Sterling silver jewelry is beautiful and valuable. Use this guide to the amazing world of all things silver to educate yourself before you purchase your first piece of sterling silver.
Most silver objects that you see or own are not made of pure, 100% silver. Instead, they are often a combination of silver and other metals, termed an alloy. These alloys are used because pure silver is too soft for many functional purposes.
Among various silver alloys employed for jewelry creations, as well as tableware and other objects, sterling silver is the most common. First used in the 12th century, it is still popular today. By formulating a mixture of 7.5% copper or other metal with 92.5% pure silver, the sterling silver alloy becomes durable enough for practical use.
Sterling silver is considered a precious metal. Like gold, platinum and palladium, it is valuable, and some people purchase items made from sterling silver as an investment.
It is not always easy to determine if a piece is made of sterling silver, another silver alloy or something else altogether. In many cases, the term sterling silver or sterling is imprinted with small letters into the item. Another imprint often used for sterling silver is 925 or .925.
A drawback of some metals is the tendency to slowly oxidize in the atmosphere. This process produces what we call tarnish, which can detract from the brilliant luster of jewelry and tableware. Chemically, silver does not oxidize rapidly. With time, however, black tarnish slowly appears on silver. Fortunately, solid sterling silver objects can easily be polished to remove the tarnish and look as good as new.
Another way to hold silver, especially if you are an investor, is to purchase physical silver itself.
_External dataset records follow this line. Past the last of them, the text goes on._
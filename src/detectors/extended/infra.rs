//! Build, deployment and schema languages

use once_cell::sync::Lazy;
use regex::{Regex, RegexSet};

use crate::context::DetectionContext;
use crate::detectors::scoring::{Scorecard, Signal, Weight::*, count_matches, pattern, pattern_set};

static DOCKER_FROM: Lazy<Regex> =
    Lazy::new(|| pattern(r"(?im)^FROM\s+[\w.\-/:$\{\}@]+(\s+AS\s+\w+)?\s*$"));

static DOCKER_INSTRUCTION: Lazy<Regex> = Lazy::new(|| {
    pattern(r"(?m)^(RUN|COPY|ADD|CMD|ENTRYPOINT|WORKDIR|ENV|EXPOSE|ARG|LABEL|USER|VOLUME|HEALTHCHECK|SHELL|ONBUILD|STOPSIGNAL)\s")
});

static MAKE_TARGET: Lazy<Regex> =
    Lazy::new(|| pattern(r"(?m)^[\w.%/$()-]+(\s+[\w.%/$()-]+)*\s*::?[^=\n]*\n\t\S"));

static MAKE_TELLS: Lazy<RegexSet> = Lazy::new(|| {
    pattern_set(&[
        r"(?m)^\.PHONY\s*:",
        r"(?m)^[A-Z_][A-Z0-9_]*\s*(:=|\?=|\+=)",
        r"\$\((CC|CXX|CFLAGS|LDFLAGS|MAKE|RM|shell|wildcard|patsubst)\b",
        r"\$[@<^]",
        r"(?m)^(ifeq|ifneq|ifdef|ifndef|endif|include)\b",
    ])
});

static NGINX_SIGNALS: Lazy<Scorecard> = Lazy::new(|| {
    Scorecard::compile(
        "nginx",
        &[
            Signal::new(r"(?m)^\s*(server|http|events|upstream|stream)\s*(\w+\s*)?\{", Strong),
            Signal::new(r"(?m)^\s*location\s+(=|~\*?|\^~)?\s*\S+\s*\{", Decisive),
            Signal::new(r"(?m)^\s*(listen|server_name|root|index|proxy_pass|proxy_set_header|return|rewrite|try_files|access_log|error_log|worker_processes|worker_connections|ssl_certificate|include|gzip)\s+[^;\n]+;", Strong),
        ],
    )
});

static HCL_BLOCK: Lazy<Regex> = Lazy::new(|| {
    pattern(r#"(?m)^\s*(resource|data|variable|output|provider|module|terraform|locals)\s*("[^"]*"\s*){0,2}\{"#)
});

static HCL_TELLS: Lazy<RegexSet> = Lazy::new(|| {
    pattern_set(&[
        r"\$\{[\w.\[\]]+\}",
        r"\b(var|local|module|data)\.\w+",
        r#"(?m)^\s*\w+\s*=\s*("|\[|\{|true|false|\d|var\.)"#,
    ])
});

static GRAPHQL_SIGNALS: Lazy<Scorecard> = Lazy::new(|| {
    Scorecard::compile(
        "graphql",
        &[
            Signal::new(r"(?m)^\s*(query|mutation|subscription)\s+\w*\s*(\([^)]*\))?\s*\{", Decisive),
            Signal::new(r"(?m)^\s*fragment\s+\w+\s+on\s+\w+", Decisive),
            Signal::new(r"(?m)^\s*(type|input|interface|enum|union|scalar|schema)\s+\w*\s*(implements\s+\w+\s*)?[{=]?", Weak),
            Signal::new(r"\w+\s*(\([^)]*\))?\s*:\s*\[?\w+!?\]?!", Strong),
            Signal::new(r"\$\w+\s*:\s*\[?\w+!?", Strong),
            Signal::new(r"\.\.\.\s*\w+", Weak),
            Signal::new(r"@(deprecated|skip|include|key|external)\b", Weak),
        ],
    )
});

static PROTOBUF_TELLS: Lazy<RegexSet> = Lazy::new(|| {
    pattern_set(&[
        r#"(?m)^\s*syntax\s*=\s*"proto[23]"\s*;"#,
        r"(?m)^\s*message\s+\w+\s*\{",
        r"(?m)^\s*(repeated|optional|required)?\s*(string|int32|int64|uint32|uint64|bool|bytes|double|float|sint32|fixed64|\w+)\s+\w+\s*=\s*\d+\s*;",
        r"(?m)^\s*service\s+\w+\s*\{[\s\S]*\brpc\s+\w+",
        r"(?m)^\s*package\s+[\w.]+\s*;",
    ])
});

pub fn detect_docker(ctx: &DetectionContext<'_>) -> Option<&'static str> {
    let text = ctx.first_100_lines.as_str();
    let instructions = count_matches(&DOCKER_INSTRUCTION, text);
    ((DOCKER_FROM.is_match(text) && instructions >= 1) || instructions >= 3).then_some("docker")
}

pub fn detect_makefile(ctx: &DetectionContext<'_>) -> Option<&'static str> {
    let text = ctx.first_100_lines.as_str();
    let targets = count_matches(&MAKE_TARGET, text);
    let tells = MAKE_TELLS.matches(text).iter().count();
    (targets >= 2 || (targets >= 1 && tells >= 1) || tells >= 2).then_some("makefile")
}

pub fn detect_nginx(ctx: &DetectionContext<'_>) -> Option<&'static str> {
    if !ctx.has_curly_braces {
        return None;
    }
    NGINX_SIGNALS
        .clears(&ctx.first_100_lines, 4)
        .then_some("nginx")
}

pub fn detect_hcl(ctx: &DetectionContext<'_>) -> Option<&'static str> {
    let text = ctx.first_100_lines.as_str();
    (HCL_BLOCK.is_match(text) && HCL_TELLS.is_match(text)).then_some("hcl")
}

pub fn detect_graphql(ctx: &DetectionContext<'_>) -> Option<&'static str> {
    if !ctx.has_curly_braces || ctx.has_semicolon {
        return None;
    }
    GRAPHQL_SIGNALS
        .clears(&ctx.first_100_lines, 3)
        .then_some("graphql")
}

pub fn detect_protobuf(ctx: &DetectionContext<'_>) -> Option<&'static str> {
    let hits = PROTOBUF_TELLS.matches(&ctx.first_100_lines);
    (hits.matched(0) || hits.iter().count() >= 2).then_some("protobuf")
}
The term physical silver refers to the various bars, ingots, and rounds that are made from pure refined silver, usually at 99.9 % or more purity. They are sold by many dealers. You can keep them in your own possession or in a safe deposit box. If you possess large quantities, some companies may warehouse them for you.
Many U.S. coins, such as silver dollars, dimes, quarters and half-dollars, that were minted before 1965 contained 90% silver. Interestingly, Canadian silver coins only had 80% silver content. Since nickel was needed for the World War II effort, a silver alloy was used to mint nickels for several years. Today, pre-1965 silver coins are worth much more than their denomination value because silver is worth more now than it was then. Holding silver coins can be an interesting hobby as well as a great investment.